── SOURCE DATA

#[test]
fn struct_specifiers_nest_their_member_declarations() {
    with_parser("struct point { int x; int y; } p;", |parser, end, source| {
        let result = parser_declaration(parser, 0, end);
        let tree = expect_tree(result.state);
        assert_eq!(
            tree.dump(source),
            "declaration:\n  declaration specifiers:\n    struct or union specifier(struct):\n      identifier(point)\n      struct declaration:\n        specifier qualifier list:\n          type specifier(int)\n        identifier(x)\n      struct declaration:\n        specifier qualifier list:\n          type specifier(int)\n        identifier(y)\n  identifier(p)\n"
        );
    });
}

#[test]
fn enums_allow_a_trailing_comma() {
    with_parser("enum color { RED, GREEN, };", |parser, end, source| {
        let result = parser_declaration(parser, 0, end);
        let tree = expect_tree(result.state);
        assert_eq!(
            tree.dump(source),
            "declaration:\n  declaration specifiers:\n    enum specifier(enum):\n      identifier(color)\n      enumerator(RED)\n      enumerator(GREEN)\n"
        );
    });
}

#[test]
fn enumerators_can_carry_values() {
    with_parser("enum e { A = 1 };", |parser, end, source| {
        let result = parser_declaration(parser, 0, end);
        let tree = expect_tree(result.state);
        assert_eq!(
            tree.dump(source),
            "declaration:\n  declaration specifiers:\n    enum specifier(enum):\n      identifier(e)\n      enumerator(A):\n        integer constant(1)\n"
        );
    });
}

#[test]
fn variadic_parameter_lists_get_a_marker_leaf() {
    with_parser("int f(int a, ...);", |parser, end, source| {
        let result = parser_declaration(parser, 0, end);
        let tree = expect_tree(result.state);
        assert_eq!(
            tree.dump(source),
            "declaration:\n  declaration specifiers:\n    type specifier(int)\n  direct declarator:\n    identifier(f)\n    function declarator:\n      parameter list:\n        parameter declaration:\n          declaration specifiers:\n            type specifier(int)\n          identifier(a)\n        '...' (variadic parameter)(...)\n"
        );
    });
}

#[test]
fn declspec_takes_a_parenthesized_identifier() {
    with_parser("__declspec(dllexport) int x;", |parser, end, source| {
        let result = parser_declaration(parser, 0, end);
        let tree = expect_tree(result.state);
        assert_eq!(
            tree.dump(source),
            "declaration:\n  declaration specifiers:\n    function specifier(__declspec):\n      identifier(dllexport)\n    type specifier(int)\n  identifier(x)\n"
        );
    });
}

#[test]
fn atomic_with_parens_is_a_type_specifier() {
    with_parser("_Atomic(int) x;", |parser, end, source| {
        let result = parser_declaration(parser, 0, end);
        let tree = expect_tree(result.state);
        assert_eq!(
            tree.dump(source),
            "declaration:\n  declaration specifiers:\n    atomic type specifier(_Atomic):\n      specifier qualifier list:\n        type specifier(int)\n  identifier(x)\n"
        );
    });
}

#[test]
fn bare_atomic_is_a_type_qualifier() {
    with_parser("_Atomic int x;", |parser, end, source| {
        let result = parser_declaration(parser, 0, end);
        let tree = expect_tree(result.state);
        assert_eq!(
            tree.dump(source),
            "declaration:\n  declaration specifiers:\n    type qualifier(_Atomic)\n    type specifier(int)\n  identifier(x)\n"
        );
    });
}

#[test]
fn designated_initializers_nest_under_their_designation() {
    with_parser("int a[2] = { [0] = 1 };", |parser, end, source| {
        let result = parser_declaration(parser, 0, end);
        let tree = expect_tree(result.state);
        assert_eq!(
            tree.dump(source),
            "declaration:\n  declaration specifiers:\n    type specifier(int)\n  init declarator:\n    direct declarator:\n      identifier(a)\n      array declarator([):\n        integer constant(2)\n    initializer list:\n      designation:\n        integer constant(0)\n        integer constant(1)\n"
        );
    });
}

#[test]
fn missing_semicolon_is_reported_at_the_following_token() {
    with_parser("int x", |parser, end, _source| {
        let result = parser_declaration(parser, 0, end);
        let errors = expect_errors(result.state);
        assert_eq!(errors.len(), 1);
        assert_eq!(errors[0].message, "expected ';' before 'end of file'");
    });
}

────

Some lines above contain the word "dllexport". Copy each of them.

◆ EXPECTED OUTPUT ◆
    with_parser("__declspec(dllexport) int x;", |parser, end, source| {
            "declaration:\n  declaration specifiers:\n    function specifier(__declspec):\n      identifier(dllexport)\n    type specifier(int)\n  identifier(x)\n"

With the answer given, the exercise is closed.